M.S. Applied Data Science - Capstone Chronicles 2025

First page Table of contents Previous page 113 Next page Last page

Analyzing YouTube Trends Using Metadata and NLP ∗

Jose Guarneros † Applied Data Science Master’s Program Shiley Marcos School of Engineering / University of San Diego jguarnerospadilla@sandiego. edu

Tysir Shehadey Applied Data Science Master’s Program Shiley Marcos School of Engineering / University of San Diego tshehadey@sandiego.edu

ABSTRACT This study investigates whether YouTube video popularity can be predicted using only metadata and text-based features available at the time of upload. Metadata, including video title, channel name, description, publish time, and engagement ratios, was collected via the YouTube data api for 3,046 videos across various categories. Feature engineering produced temporal variables, textual measures, and normalized engagement metrics. Exploratory data analysis revealed strong correlations between views, likes, and comments, but a limited relationship between view counts and purely temporal or textural features.

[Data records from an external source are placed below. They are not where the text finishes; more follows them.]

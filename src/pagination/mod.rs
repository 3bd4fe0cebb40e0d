//! Pagination module
//!
//! Supports: key-column cursors (SQL) and opaque continuation tokens (CRM)
//!
//! # Overview
//!
//! Every source adapter returns [`Page`]s. A page carries its records and the
//! cursor for the following page; `None` ends the stream. The strategies here
//! hold the per-kind rules for building the next request and reading the next
//! cursor, and [`PaginationState`] guards the stream against cursors that do
//! not advance.

mod strategies;
mod types;

pub use strategies::{extract_path, KeyColumnPaginator, TokenPaginator};
pub use types::{Cursor, Page, PaginationState};
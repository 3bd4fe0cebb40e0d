//! HTTP transport for the CRM source
//!
//! A reqwest client with per-request timeouts, bounded retries with backoff
//! for throttling and server errors, and a governor token bucket in front of
//! every attempt.

mod client;
mod rate_limit;

pub use client::{HttpClient, HttpClientConfig, RequestConfig};
pub use rate_limit::{RateLimiter, RateLimiterConfig};
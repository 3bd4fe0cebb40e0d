// Allow common clippy pedantic lints
#![allow(clippy::cast_possible_truncation)]
#![allow(clippy::must_use_candidate)]
#![allow(clippy::unused_async)]

//! gaon CLI
//!
//! Command-line interface for running extractions

use clap::Parser;
use gaon::cli::{Cli, Runner};
use tracing::Level;
use tracing_subscriber::EnvFilter;

#[tokio::main]
async fn main() {
    let cli = Cli::parse();

    // Initialize logging
    let level = if cli.verbose { Level::DEBUG } else { Level::INFO };
    tracing_subscriber::fmt()
        .with_writer(std::io::stderr)
        .with_env_filter(EnvFilter::from_default_env().add_directive(level.into()))
        .init();

    let runner = Runner::new(cli);

    if let Err(e) = runner.run().await {
        eprintln!("Error: {:#}", anyhow::Error::new(e));
        std::process::exit(1);
    }
}
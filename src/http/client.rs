//! HTTP client with retry and rate limiting

use super::rate_limit::{RateLimiter, RateLimiterConfig};
use crate::auth::{AuthConfig, Authenticator};
use crate::config::HttpConfig;
use crate::error::{Error, Result};
use crate::types::BackoffType;
use reqwest::{Client, Method, Response, StatusCode};
use serde::de::DeserializeOwned;
use serde_json::Value;
use std::time::Duration;
use tracing::{debug, warn};

/// Configuration for the HTTP client
#[derive(Debug, Clone)]
pub struct HttpClientConfig {
    /// Base URL prepended to relative paths
    pub base_url: Option<String>,
    /// Per-request timeout
    pub timeout: Duration,
    /// Maximum number of retries after the first attempt
    pub max_retries: u32,
    /// Initial delay for backoff
    pub initial_backoff: Duration,
    /// Maximum delay for backoff
    pub max_backoff: Duration,
    /// Type of backoff strategy
    pub backoff_type: BackoffType,
    /// Rate limiter configuration
    pub rate_limit: Option<RateLimiterConfig>,
    /// User agent string
    pub user_agent: String,
}

impl Default for HttpClientConfig {
    fn default() -> Self {
        Self::from(&HttpConfig::default())
    }
}

impl From<&HttpConfig> for HttpClientConfig {
    fn from(config: &HttpConfig) -> Self {
        Self {
            base_url: None,
            timeout: Duration::from_secs(config.timeout_seconds),
            max_retries: config.max_retries,
            initial_backoff: Duration::from_millis(config.retry_backoff.initial_ms),
            max_backoff: Duration::from_millis(config.retry_backoff.max_ms),
            backoff_type: config.retry_backoff.backoff_type,
            rate_limit: (config.requests_per_second > 0)
                .then(|| RateLimiterConfig::per_second(config.requests_per_second)),
            user_agent: format!("gaon/{}", env!("CARGO_PKG_VERSION")),
        }
    }
}

impl HttpClientConfig {
    /// Set the base URL
    #[must_use]
    pub fn with_base_url(mut self, url: impl Into<String>) -> Self {
        self.base_url = Some(url.into());
        self
    }

    /// Set max retries
    #[must_use]
    pub fn with_max_retries(mut self, retries: u32) -> Self {
        self.max_retries = retries;
        self
    }

    /// Set backoff configuration
    #[must_use]
    pub fn with_backoff(mut self, backoff_type: BackoffType, initial: Duration, max: Duration) -> Self {
        self.backoff_type = backoff_type;
        self.initial_backoff = initial;
        self.max_backoff = max;
        self
    }

    /// Disable rate limiting
    #[must_use]
    pub fn without_rate_limit(mut self) -> Self {
        self.rate_limit = None;
        self
    }
}

/// Configuration for a single request
#[derive(Debug, Clone, Default)]
pub struct RequestConfig {
    /// Query parameters, sent in insertion order
    pub query: Vec<(String, String)>,
    /// Request body (JSON)
    pub body: Option<Value>,
}

impl RequestConfig {
    /// Create a new request config
    pub fn new() -> Self {
        Self::default()
    }

    /// Add a query parameter
    #[must_use]
    pub fn query(mut self, key: impl Into<String>, value: impl Into<String>) -> Self {
        self.query.push((key.into(), value.into()));
        self
    }

    /// Set JSON body
    #[must_use]
    pub fn json(mut self, body: Value) -> Self {
        self.body = Some(body);
        self
    }
}

/// What to do after one attempt
enum Attempt {
    Done(Response),
    Retry { delay: Duration, error: Error },
}

/// HTTP client with retry and rate limiting
pub struct HttpClient {
    client: Client,
    config: HttpClientConfig,
    authenticator: Authenticator,
    rate_limiter: Option<RateLimiter>,
}

impl HttpClient {
    /// Create a client with the given configuration and authentication
    pub fn new(config: HttpClientConfig, auth: AuthConfig) -> Result<Self> {
        let client = Client::builder()
            .timeout(config.timeout)
            .user_agent(&config.user_agent)
            .build()?;

        let rate_limiter = config.rate_limit.as_ref().map(RateLimiter::new);

        Ok(Self {
            client,
            config,
            authenticator: Authenticator::new(auth),
            rate_limiter,
        })
    }

    /// Make a request, retrying throttled, failed and timed out attempts
    pub async fn request(&self, method: Method, url: &str, config: &RequestConfig) -> Result<Response> {
        let full_url = self.build_url(url);
        let max_retries = self.config.max_retries;
        let mut attempt = 0;

        loop {
            if let Some(limiter) = &self.rate_limiter {
                limiter.wait().await;
            }

            match self.attempt(&method, &full_url, config, attempt).await? {
                Attempt::Done(response) => {
                    debug!(%method, url = %full_url, status = response.status().as_u16(), "request succeeded");
                    return Ok(response);
                }
                Attempt::Retry { delay, error } => {
                    if attempt >= max_retries {
                        return Err(match error {
                            Error::HttpStatus { .. } | Error::RateLimited { .. } | Error::Timeout { .. } => error,
                            _ => Error::MaxRetriesExceeded { max_retries },
                        });
                    }
                    warn!(
                        "{}, attempt {}/{}, retrying in {:?}",
                        error,
                        attempt + 1,
                        max_retries + 1,
                        delay
                    );
                    tokio::time::sleep(delay).await;
                    attempt += 1;
                }
            }
        }
    }

    /// Send one attempt and classify the outcome
    async fn attempt(
        &self,
        method: &Method,
        url: &str,
        config: &RequestConfig,
        attempt: u32,
    ) -> Result<Attempt> {
        let mut req = self.client.request(method.clone(), url);
        if !config.query.is_empty() {
            req = req.query(&config.query);
        }
        if let Some(body) = &config.body {
            req = req.json(body);
        }
        req = self.authenticator.apply(req);

        let response = match req.send().await {
            Ok(response) => response,
            Err(e) if e.is_timeout() => {
                return Ok(Attempt::Retry {
                    delay: self.calculate_backoff(attempt),
                    error: Error::Timeout {
                        timeout_ms: self.config.timeout.as_millis() as u64,
                    },
                });
            }
            Err(e) if e.is_connect() => {
                return Ok(Attempt::Retry {
                    delay: self.calculate_backoff(attempt),
                    error: Error::Http(e),
                });
            }
            Err(e) => return Err(Error::Http(e)),
        };

        let status = response.status();
        if status == StatusCode::TOO_MANY_REQUESTS {
            let retry_after = extract_retry_after(&response);
            return Ok(Attempt::Retry {
                delay: Duration::from_secs(retry_after),
                error: Error::RateLimited {
                    retry_after_seconds: retry_after,
                },
            });
        }

        if status.is_client_error() || status.is_server_error() {
            let body = response.text().await.unwrap_or_default();
            let error = Error::http_status(status.as_u16(), body);
            if error.is_retryable() {
                return Ok(Attempt::Retry {
                    delay: self.calculate_backoff(attempt),
                    error,
                });
            }
            return Err(error);
        }

        Ok(Attempt::Done(response))
    }

    /// Make a request and parse the JSON response
    pub async fn request_json<T: DeserializeOwned>(
        &self,
        method: Method,
        url: &str,
        config: &RequestConfig,
    ) -> Result<T> {
        let response = self.request(method, url, config).await?;
        Ok(response.json().await?)
    }

    /// GET and parse the JSON response
    pub async fn get_json<T: DeserializeOwned>(&self, url: &str, config: &RequestConfig) -> Result<T> {
        self.request_json(Method::GET, url, config).await
    }

    /// POST a JSON body and parse the JSON response
    pub async fn post_json<T: DeserializeOwned>(&self, url: &str, body: Value) -> Result<T> {
        self.request_json(Method::POST, url, &RequestConfig::new().json(body))
            .await
    }

    /// Check if rate limiting is enabled
    pub fn has_rate_limiter(&self) -> bool {
        self.rate_limiter.is_some()
    }

    /// Build full URL from path
    fn build_url(&self, path: &str) -> String {
        if path.starts_with("http://") || path.starts_with("https://") {
            return path.to_string();
        }

        match &self.config.base_url {
            Some(base) => {
                let base = base.trim_end_matches('/');
                let path = path.trim_start_matches('/');
                format!("{base}/{path}")
            }
            None => path.to_string(),
        }
    }

    /// Calculate backoff delay for a given attempt
    pub fn calculate_backoff(&self, attempt: u32) -> Duration {
        let delay = match self.config.backoff_type {
            BackoffType::Constant => self.config.initial_backoff,
            BackoffType::Linear => self.config.initial_backoff * (attempt + 1),
            BackoffType::Exponential => self.config.initial_backoff * 2u32.saturating_pow(attempt),
        };

        std::cmp::min(delay, self.config.max_backoff)
    }
}

impl std::fmt::Debug for HttpClient {
    fn fmt(&self, f: &mut std::fmt::Formatter<'_>) -> std::fmt::Result {
        f.debug_struct("HttpClient")
            .field("config", &self.config)
            .field("auth", self.authenticator.config())
            .field("has_rate_limiter", &self.rate_limiter.is_some())
            .finish_non_exhaustive()
    }
}

/// Extract retry-after header value
fn extract_retry_after(response: &Response) -> u64 {
    response
        .headers()
        .get("retry-after")
        .and_then(|v| v.to_str().ok())
        .and_then(|s| s.parse().ok())
        .unwrap_or(10)
}
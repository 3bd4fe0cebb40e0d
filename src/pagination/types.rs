//! Pagination types
//!
//! Defines the page/cursor contract shared by all source adapters.

use crate::error::{Error, Result};
use crate::types::{JsonValue, Record};
use std::fmt;

/// Continuation marker for the next page
#[derive(Debug, Clone, PartialEq)]
pub enum Cursor {
    /// Last-seen value of the key column
    Key(JsonValue),
    /// Opaque token handed out by the upstream API
    Token(String),
}

impl Cursor {
    /// The token string, if this is a token cursor
    pub fn as_token(&self) -> Option<&str> {
        match self {
            Cursor::Token(token) => Some(token),
            Cursor::Key(_) => None,
        }
    }
}

impl fmt::Display for Cursor {
    fn fmt(&self, f: &mut fmt::Formatter<'_>) -> fmt::Result {
        match self {
            Cursor::Key(JsonValue::String(s)) | Cursor::Token(s) => f.write_str(s),
            Cursor::Key(value) => write!(f, "{value}"),
        }
    }
}

/// One page of records
#[derive(Debug, Clone, Default, PartialEq)]
pub struct Page {
    /// Records in upstream order
    pub records: Vec<Record>,
    /// Cursor for the following page; `None` ends the stream
    pub next: Option<Cursor>,
}

impl Page {
    /// Create a page
    pub fn new(records: Vec<Record>, next: Option<Cursor>) -> Self {
        Self { records, next }
    }

    /// An empty terminal page
    pub fn end() -> Self {
        Self::default()
    }

    /// Number of records
    pub fn len(&self) -> usize {
        self.records.len()
    }

    /// Whether the page has no records
    pub fn is_empty(&self) -> bool {
        self.records.is_empty()
    }

    /// Whether no page follows this one
    pub fn is_last(&self) -> bool {
        self.next.is_none()
    }
}

/// Tracks pagination state for one object stream
#[derive(Debug, Clone, Default)]
pub struct PaginationState {
    /// Pages consumed so far
    pub pages: usize,
    /// Records consumed so far
    pub total_fetched: u64,
    /// Cursor for the next fetch
    pub cursor: Option<Cursor>,
    /// Is the stream exhausted?
    pub done: bool,
}

impl PaginationState {
    /// Create a new pagination state
    pub fn new() -> Self {
        Self::default()
    }

    /// Record a fetched page and move to its cursor.
    ///
    /// Fails if the page hands back the cursor it was fetched with, which
    /// would otherwise loop forever.
    pub fn advance(&mut self, object: &str, page: &Page) -> Result<()> {
        self.pages += 1;
        self.total_fetched += page.len() as u64;

        match &page.next {
            None => {
                self.done = true;
                self.cursor = None;
            }
            Some(next) if self.cursor.as_ref() == Some(next) => {
                self.done = true;
                return Err(Error::fetch(
                    object,
                    Error::Other(format!("cursor did not advance past {next}")),
                ));
            }
            Some(next) => self.cursor = Some(next.clone()),
        }
        Ok(())
    }

    /// Mark the stream as exhausted
    pub fn mark_done(&mut self) {
        self.done = true;
    }
}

Four supervised learning algorithms: Linear regression, Support Vector Regression, XGBoost, and Catboost, were implemented to predict total view counts. The two tree-based gradient boosting models outperformed the linear and kernel-based models in root mean square error. However, none of the four models achieved a positive R-squared value. Thus, indicating the models failed to explain variance better than a naive mean predictor. These results suggest that surface-level metadata alone offers limited predictive power for video popularity, likely due to the influence of platform algorithms, audience networks, and content quality factors not captured in metadata.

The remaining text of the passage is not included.